Daha Gelişmiş İletişim İçin Sözsüz İletişim Kullanımı İpuçları

  • Diğerlerinin yanında kendinizi rahatlatın, rahat hissetmenizi sağlayın. Fiziksel olarak çok uzak yahut çok yakın durmayın
  • Rahat, gerilimsiz ve özenli, dikkatli olun. Kabul görmek için diğerine doğru hafifçe eğilin. Dikkatsizce gevşek durmak ve oturmak ile katı, dimdik durmak ve oturmaktan kaçının.
  • Sık sık göz teması sağlayın. Gözlerinizi dikmekten, keskin ve düşmanca bakmaktan veya uzaklara bakmaktan kaçının.
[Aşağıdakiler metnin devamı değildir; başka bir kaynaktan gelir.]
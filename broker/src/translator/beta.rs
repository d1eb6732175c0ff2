//! Source `B`: English status enums, split guest names, decimal payouts, epoch millis.

use super::time::{self, ISO_DATE};
use super::{SourceFields, TranslationCause, Translator};
use roomsync_core::event::{Amount, EventStatus, Guest};
use roomsync_core::source::SourceType;
use serde::Deserialize;

/// Wire shape of a source `B` payload. Unlisted keys are ignored.
#[derive(Debug, Clone, Default, Deserialize)]
#[serde(rename_all = "camelCase")]
pub struct BetaPayload {
    /// Reservation confirmation code
    pub confirmation_code: Option<String>,
    /// Listing id
    pub listing_id: Option<String>,
    /// `yyyy-MM-dd`
    pub check_in: Option<String>,
    /// `yyyy-MM-dd`
    pub check_out: Option<String>,
    /// Guest given name
    pub guest_first_name: Option<String>,
    /// Guest family name
    pub guest_last_name: Option<String>,
    /// Guest email
    pub guest_email: Option<String>,
    /// Decimal payout
    pub total_payout: Option<f64>,
    /// Reservation status
    pub status: Option<String>,
    /// Epoch milliseconds
    pub created_at: Option<i64>,
}

/// Status table for source `B`. Unknown values are pending.
#[must_use]
pub fn map_status(status: Option<&str>) -> EventStatus {
    match status.map(str::trim) {
        Some("ACCEPTED") => EventStatus::Confirmed,
        Some("CANCELLED" | "DENIED") => EventStatus::Cancelled,
        _ => EventStatus::Pending,
    }
}

/// Join name parts with a space, skipping blanks
fn full_name(first: Option<&str>, last: Option<&str>) -> Option<String> {
    let parts: Vec<&str> = [first, last].into_iter().filter_map(time::non_blank).collect();
    if parts.is_empty() {
        None
    } else {
        Some(parts.join(" "))
    }
}

/// Decode a source `B` payload.
///
/// # Errors
///
/// Returns [`TranslationCause`] for malformed JSON, unparseable dates or an
/// out-of-range timestamp.
pub fn parse(raw_payload: &str) -> Result<SourceFields, TranslationCause> {
    let payload: BetaPayload = serde_json::from_str(raw_payload)?;

    Ok(SourceFields {
        check_in: time::parse_date("checkIn", payload.check_in.as_deref(), ISO_DATE)?,
        check_out: time::parse_date("checkOut", payload.check_out.as_deref(), ISO_DATE)?,
        occurred_at: time::from_epoch_millis("createdAt", payload.created_at)?,
        status: map_status(payload.status.as_deref()),
        guest: Guest {
            name: full_name(
                payload.guest_first_name.as_deref(),
                payload.guest_last_name.as_deref(),
            ),
            phone: None,
            email: time::non_blank_owned(payload.guest_email),
        },
        reservation_id: payload.confirmation_code,
        room_ref: payload.listing_id,
        property_ref: None,
        property_name: None,
        property_address: None,
        total_amount: payload.total_payout.map(Amount::from_decimal).unwrap_or_default(),
    })
}

/// Translator for source `B`
#[must_use]
pub const fn translator() -> Translator {
    Translator::new(SourceType::Beta, parse)
}

#[cfg(test)]
#[allow(clippy::unwrap_used)]
mod tests {
    use super::*;
    use crate::translator::TranslationContext;
    use chrono::DateTime;
    use proptest::prelude::*;
    use roomsync_core::source::EventKind;
    use uuid::Uuid;

    fn ctx(kind: EventKind) -> TranslationContext<'static> {
        TranslationContext {
            event_id: Uuid::nil(),
            delivery_id: "evt-b",
            kind,
            received_at: DateTime::from_timestamp(1_760_000_000, 0).unwrap(),
        }
    }

    #[test]
    fn translates_a_booking() {
        let payload = r#"{
            "confirmationCode": "HMABCDEFGH",
            "listingId": "LST-R-101",
            "hostId": "HOST-1",
            "checkIn": "2025-08-15",
            "checkOut": "2025-08-18",
            "nights": 3,
            "guestFirstName": "Jane",
            "guestLastName": "Doe",
            "guestEmail": "jane@example.com",
            "numberOfGuests": 2,
            "totalPayout": 412.5,
            "currency": "USD",
            "status": "ACCEPTED",
            "createdAt": 1754006400000
        }"#;

        let event = translator().translate(payload, &ctx(EventKind::Booking)).unwrap();

        assert_eq!(event.source, SourceType::Beta);
        assert_eq!(event.source_reservation_id, "HMABCDEFGH");
        assert_eq!(event.room_ref.as_deref(), Some("LST-R-101"));
        assert_eq!(event.guest.name.as_deref(), Some("Jane Doe"));
        assert_eq!(event.guest.email.as_deref(), Some("jane@example.com"));
        assert_eq!(event.total_amount, Amount::from_minor(41_250));
        assert_eq!(event.status, EventStatus::Confirmed);
        assert_eq!(event.occurred_at.timestamp_millis(), 1_754_006_400_000);
        assert_eq!(event.stay.unwrap().nights(), 3);
    }

    #[test]
    fn single_name_part_is_kept_without_padding() {
        assert_eq!(full_name(Some(" Jane "), None).as_deref(), Some("Jane"));
        assert_eq!(full_name(None, Some("Doe")).as_deref(), Some("Doe"));
        assert_eq!(full_name(Some(""), Some("  ")), None);
    }

    #[test]
    fn cancellation_without_dates_translates() {
        let payload = r#"{"confirmationCode":"HMABCDEFGH","listingId":"LST-R-101","status":"CANCELLED"}"#;
        let event = translator()
            .translate(payload, &ctx(EventKind::Cancellation))
            .unwrap();
        assert_eq!(event.stay, None);
        assert_eq!(event.status, EventStatus::Cancelled);
    }

    #[test]
    fn status_table() {
        assert_eq!(map_status(Some("ACCEPTED")), EventStatus::Confirmed);
        assert_eq!(map_status(Some("PENDING")), EventStatus::Pending);
        assert_eq!(map_status(Some("CANCELLED")), EventStatus::Cancelled);
        assert_eq!(map_status(Some("DENIED")), EventStatus::Cancelled);
        assert_eq!(map_status(Some("accepted")), EventStatus::Pending);
        assert_eq!(map_status(None), EventStatus::Pending);
    }

    proptest! {
        #[test]
        fn status_table_is_total(status in "[A-Za-z_]{0,12}") {
            let mapped = map_status(Some(&status));
            match status.as_str() {
                "ACCEPTED" => prop_assert_eq!(mapped, EventStatus::Confirmed),
                "CANCELLED" | "DENIED" => prop_assert_eq!(mapped, EventStatus::Cancelled),
                _ => prop_assert_eq!(mapped, EventStatus::Pending),
            }
        }
    }
}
  • Diğerleri konuşurken başınızı sallayarak onaylama iletisi gibi sözsüz iletiler yollamayı ihmal etmeyin.
  • Hareketlerinizin düzgün ve kesintisiz olmasını sağlayın. Onların dikkat çekmek için kelimelerinizle yarışmasına izin vermeyin. Hareketlerinizin duygusal engellemelere yol açmasından kaçının.
  • Konuşma hızınızın ortalama hızda hatta biraz düşük olmasına dikkat edin. Sabırsız ya da tereddütlü konuşmayın. Soğuk ve sert konuşmalardan uzak durun.
  • Açıkça işitilebilecek bir ses yüksekliği ayarlayın. Sesinizin çok yüksek veya çok yumuşak olmamasına dikkat edin.
  • Ayağınız ve bacaklarınızın engelleyici olmamasına dikkat edin. Onları bir sınır ya da engel olarak kullanmaktan özenle kaçının.
  • Uygun ve gerekli olduğunda gülümseyin. Cana yakın ve samimi görünün ve olun.
  • Uzun konuşmalar konusunda hep dikkatli olun. Kapalı gözler veya esneme genellikle iletişimi engeller. Hatta keser.